Iu et al. (2025)
- Authors: David S. Iu, Faraz Ahmed, Elizabeth Fogarty, Carl Franconi, Jennifer Grenier, Maureen Hanson, Andrew Grimson
- Institutes: Cornell University, Ithaca, NY, USA
- Publisher: The Journal of Immunology
- Link: DOI
Summary
This research identifies a specific subpopulation of immune cells that appears to be a primary driver of inflammation in ME/CFS. By pinpointing exactly which cells are ‘reprogrammed’ at the epigenetic level, the study provides a concrete target for future diagnostic tests and treatments aimed at stopping the inflammatory response that causes symptoms like post-exertional malaise.
What was researched?
The study investigated how the gene regulatory landscape and chromatin accessibility of immune cells are reshaped in ME/CFS patients, particularly during post-exertional malaise (PEM).
Why was it researched?
While previous studies identified general immune dysregulation in ME/CFS, it remained unclear which specific cell subsets were responsible for driving inflammation and how their internal ‘genetic switches’ were altered during symptom flares.
How was it researched?
Researchers generated single-cell chromatin accessibility profiles (scATAC-seq) and transcriptomic data from peripheral blood mononuclear cells (PBMCs) of patients and healthy controls.
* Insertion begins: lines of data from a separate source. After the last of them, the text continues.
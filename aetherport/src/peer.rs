//! Thin wrapper around a WebRTC peer connection plus the ICE exchange loops.

use std::sync::Arc;

use tokio::sync::{mpsc, oneshot};
use tokio_util::sync::CancellationToken;
use tracing::{debug, warn};
use webrtc::{
    api::{setting_engine::SettingEngine, APIBuilder},
    ice_transport::{ice_candidate::RTCIceCandidateInit, ice_server::RTCIceServer},
    peer_connection::{configuration::RTCConfiguration, peer_connection_state::RTCPeerConnectionState, RTCPeerConnection},
};

use crate::{signal::Signal, Error};

pub const DEFAULT_STUN_SERVERS: &[&str] = &["stun:stun.l.google.com:19302", "stun:stun1.l.google.com:19302"];

/// A WebRTC peer connection configured for detached data channels.
pub struct PeerTransport {
    pc: Arc<RTCPeerConnection>,
}

impl PeerTransport {
    /// Builds a peer connection using the given ICE servers, falling back to
    /// public STUN when none are configured.
    pub async fn new(ice_servers: &[String]) -> Result<PeerTransport, Error> {
        let mut setting_engine = SettingEngine::default();
        setting_engine.detach_data_channels();
        let api = APIBuilder::new().with_setting_engine(setting_engine).build();

        let urls = match ice_servers.is_empty() {
            true => DEFAULT_STUN_SERVERS.iter().map(|s| s.to_string()).collect(),
            false => ice_servers.to_vec(),
        };
        let config = RTCConfiguration {
            ice_servers: vec![RTCIceServer {
                urls,
                ..Default::default()
            }],
            ..Default::default()
        };

        let pc = api.new_peer_connection(config).await?;
        Ok(PeerTransport { pc: Arc::new(pc) })
    }

    pub fn connection(&self) -> &Arc<RTCPeerConnection> {
        &self.pc
    }

    /// Streams connection state changes.
    pub fn subscribe_states(&self) -> mpsc::UnboundedReceiver<RTCPeerConnectionState> {
        let (tx, rx) = mpsc::unbounded_channel();
        self.pc.on_peer_connection_state_change(Box::new(move |state| {
            let _ = tx.send(state);
            Box::pin(async {})
        }));
        rx
    }

    /// Streams locally gathered ICE candidates as JSON-encoded candidate-init
    /// strings; `None` marks the end of gathering.
    ///
    /// Must be installed before the local description starts gathering.
    pub fn subscribe_candidates(&self) -> mpsc::UnboundedReceiver<Option<String>> {
        let (tx, rx) = mpsc::unbounded_channel();
        self.pc.on_ice_candidate(Box::new(move |candidate| {
            // A malformed candidate is skipped; the end-of-gathering marker
            // always goes through.
            let item = match candidate {
                Some(candidate) => match candidate.to_json().map_err(|e| e.to_string()).and_then(|init| {
                    serde_json::to_string(&init).map_err(|e| e.to_string())
                }) {
                    Ok(json) => Some(Some(json)),
                    Err(error) => {
                        warn!("encoding ICE candidate failed: {error}");
                        None
                    }
                },
                None => Some(None),
            };
            if let Some(item) = item {
                let _ = tx.send(item);
            }
            Box::pin(async {})
        }));
        rx
    }

    pub async fn close(&self) -> Result<(), Error> {
        self.pc.close().await.map_err(Into::into)
    }
}

/// Waits until the peer connection has finished gathering ICE candidates, for
/// signals that cannot trickle.
pub async fn wait_gathering_complete(pc: &Arc<RTCPeerConnection>) {
    let mut done = pc.gathering_complete_promise().await;
    let _ = done.recv().await;
}

/// Runs both directions of a trickled ICE exchange in the background.
///
/// Outgoing candidates from `candidates` are pushed through the signal until
/// gathering completes, which fires the returned receiver. Incoming candidates
/// are applied to the peer as they arrive; candidates received before the
/// remote description is set are buffered and flushed afterwards. The incoming
/// loop ends when the signal closes or the token is cancelled.
pub fn spawn_trickle_ice<S>(
    pc: Arc<RTCPeerConnection>,
    mut candidates: mpsc::UnboundedReceiver<Option<String>>,
    signal: Arc<S>,
    token: CancellationToken,
) -> oneshot::Receiver<()>
where
    S: Signal + 'static,
{
    let (done_tx, done_rx) = oneshot::channel();

    let out_signal = Arc::clone(&signal);
    let out_token = token.clone();
    tokio::spawn(async move {
        loop {
            let candidate = tokio::select! {
                _ = out_token.cancelled() => break,
                candidate = candidates.recv() => match candidate {
                    Some(Some(candidate)) => candidate,
                    // End of gathering, or the peer connection went away.
                    Some(None) | None => break,
                },
            };

            if let Err(error) = out_signal.send_candidate(&candidate).await {
                warn!("send ICE candidate failed: {error}");
            }
        }
        let _ = done_tx.send(());
    });

    tokio::spawn(async move {
        let mut pending: Vec<String> = Vec::new();
        loop {
            let candidate = tokio::select! {
                _ = token.cancelled() => break,
                candidate = signal.recv_candidate() => match candidate {
                    Ok(candidate) => candidate,
                    Err(_) => break,
                },
            };

            pending.push(candidate);
            if pc.remote_description().await.is_none() {
                continue;
            }
            for candidate in pending.drain(..) {
                add_candidate(&pc, &candidate).await;
            }
        }
    });

    done_rx
}

async fn add_candidate(pc: &Arc<RTCPeerConnection>, candidate: &str) {
    let init: RTCIceCandidateInit = match serde_json::from_str(candidate) {
        Ok(init) => init,
        Err(error) => {
            warn!("received malformed ICE candidate: {error}");
            return;
        }
    };

    match pc.add_ice_candidate(init).await {
        Ok(()) => debug!("added remote ICE candidate"),
        Err(error) => warn!("add ICE candidate failed: {error}"),
    }
}
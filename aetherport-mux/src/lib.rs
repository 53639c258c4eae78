//! Carry many independent byte streams inside one reliable connection.
//!
//! A [`Session`] splits the underlying connection into small framed commands:
//! SYN opens a stream, PSH carries data, FIN signals EOF, and NOP keeps the
//! connection alive. One side of the session is the client
//! (it allocates odd stream ids), the other the server (even ids); either side
//! may open and accept streams.
//!
//! Keepalive doubles as dead-peer detection: if nothing at all arrives for
//! longer than the configured timeout, the session shuts down and every open
//! stream reads EOF.

mod frame;

use std::{
    collections::HashMap,
    io,
    sync::{
        atomic::{AtomicU32, Ordering},
        Arc, Mutex,
    },
    task::{Context, Poll},
    time::Duration,
};

use bytes::Bytes;
use thiserror::Error;
use tokio::{
    io::{AsyncRead, AsyncWrite, AsyncWriteExt, ReadBuf},
    sync::mpsc,
    time::{Instant, MissedTickBehavior},
};
use tokio_util::sync::{CancellationToken, PollSender};
use tracing::{debug, trace};

use crate::frame::{Command, Frame};

/// Largest payload carried by a single data frame.
pub const MAX_FRAME_PAYLOAD: usize = frame::MAX_PAYLOAD;

#[derive(Error, Debug)]
pub enum Error {
    #[error("mux session closed")]
    SessionClosed,

    #[error(transparent)]
    Io(#[from] io::Error),
}

#[derive(Debug, Clone)]
pub struct Config {
    /// How often a NOP frame is sent when the session is otherwise quiet.
    pub keepalive_interval: Duration,
    /// How long the peer may stay completely silent before the session is
    /// considered dead.
    pub keepalive_timeout: Duration,
    /// How many incoming streams may sit unaccepted.
    pub accept_backlog: usize,
    /// How many data frames each stream buffers before the session stops
    /// reading from the connection.
    pub stream_window: usize,
}

impl Default for Config {
    fn default() -> Self {
        Self {
            keepalive_interval: Duration::from_secs(10),
            keepalive_timeout: Duration::from_secs(30),
            accept_backlog: 16,
            stream_window: 32,
        }
    }
}

struct Shared {
    out_tx: mpsc::Sender<Frame>,
    streams: Mutex<HashMap<u32, mpsc::Sender<Bytes>>>,
    next_stream_id: AtomicU32,
    token: CancellationToken,
    stream_window: usize,
}

/// One multiplexed session over a reliable connection.
pub struct Session {
    shared: Arc<Shared>,
    accept_rx: tokio::sync::Mutex<mpsc::Receiver<Stream>>,
}
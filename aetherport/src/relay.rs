use std::io;

use tokio::io::{AsyncRead, AsyncWrite, AsyncWriteExt};

/// Copies bytes between two connections in both directions until both sides
/// are done.
///
/// When one direction reaches EOF, the other side's write half is shut down so
/// the close propagates. EOF is not an error; if both directions fail with
/// real errors the two are combined into one.
pub async fn relay<A, B>(a: A, b: B) -> io::Result<(u64, u64)>
where
    A: AsyncRead + AsyncWrite + Send,
    B: AsyncRead + AsyncWrite + Send,
{
    let (mut a_read, mut a_write) = tokio::io::split(a);
    let (mut b_read, mut b_write) = tokio::io::split(b);

    let a_to_b = async {
        let result = tokio::io::copy(&mut a_read, &mut b_write).await;
        let _ = b_write.shutdown().await;
        result
    };
    let b_to_a = async {
        let result = tokio::io::copy(&mut b_read, &mut a_write).await;
        let _ = a_write.shutdown().await;
        result
    };

    let (sent, received) = tokio::join!(a_to_b, b_to_a);
    match (sent, received) {
        (Ok(sent), Ok(received)) => Ok((sent, received)),
        (Err(error), Ok(_)) | (Ok(_), Err(error)) => Err(error),
        (Err(a_error), Err(b_error)) => Err(io::Error::new(a_error.kind(), format!("{a_error}; {b_error}"))),
    }
}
These samples were collected both at baseline and after an exercise-induced PEM provocation to capture changes in real-time.
What has been found?
The researchers identified a unique subpopulation of classical monocytes characterized by reduced CD14 accessibility and increased accessibility near pro-inflammatory genes. These specific genes were found to be significantly upregulated in ME/CFS patients. Additionally, the study observed widespread epigenetic reprogramming at transcription factor binding sites, particularly involving the NF-kappa-B (NF-κB) family in monocytes.
Discussion
The findings suggest that ME/CFS is characterized by a persistent state of monocyte activation that is etched into the cells’ epigenome. This epigenetic ‘priming’ likely explains why patients react so strongly to physical exertion.
Conclusion & Future Work
The discovery of a distinct, inflammatory monocyte subset provides a new biomarker for ME/CFS pathology. Future research should focus on whether these epigenetic changes can be reversed to alleviate systemic inflammation.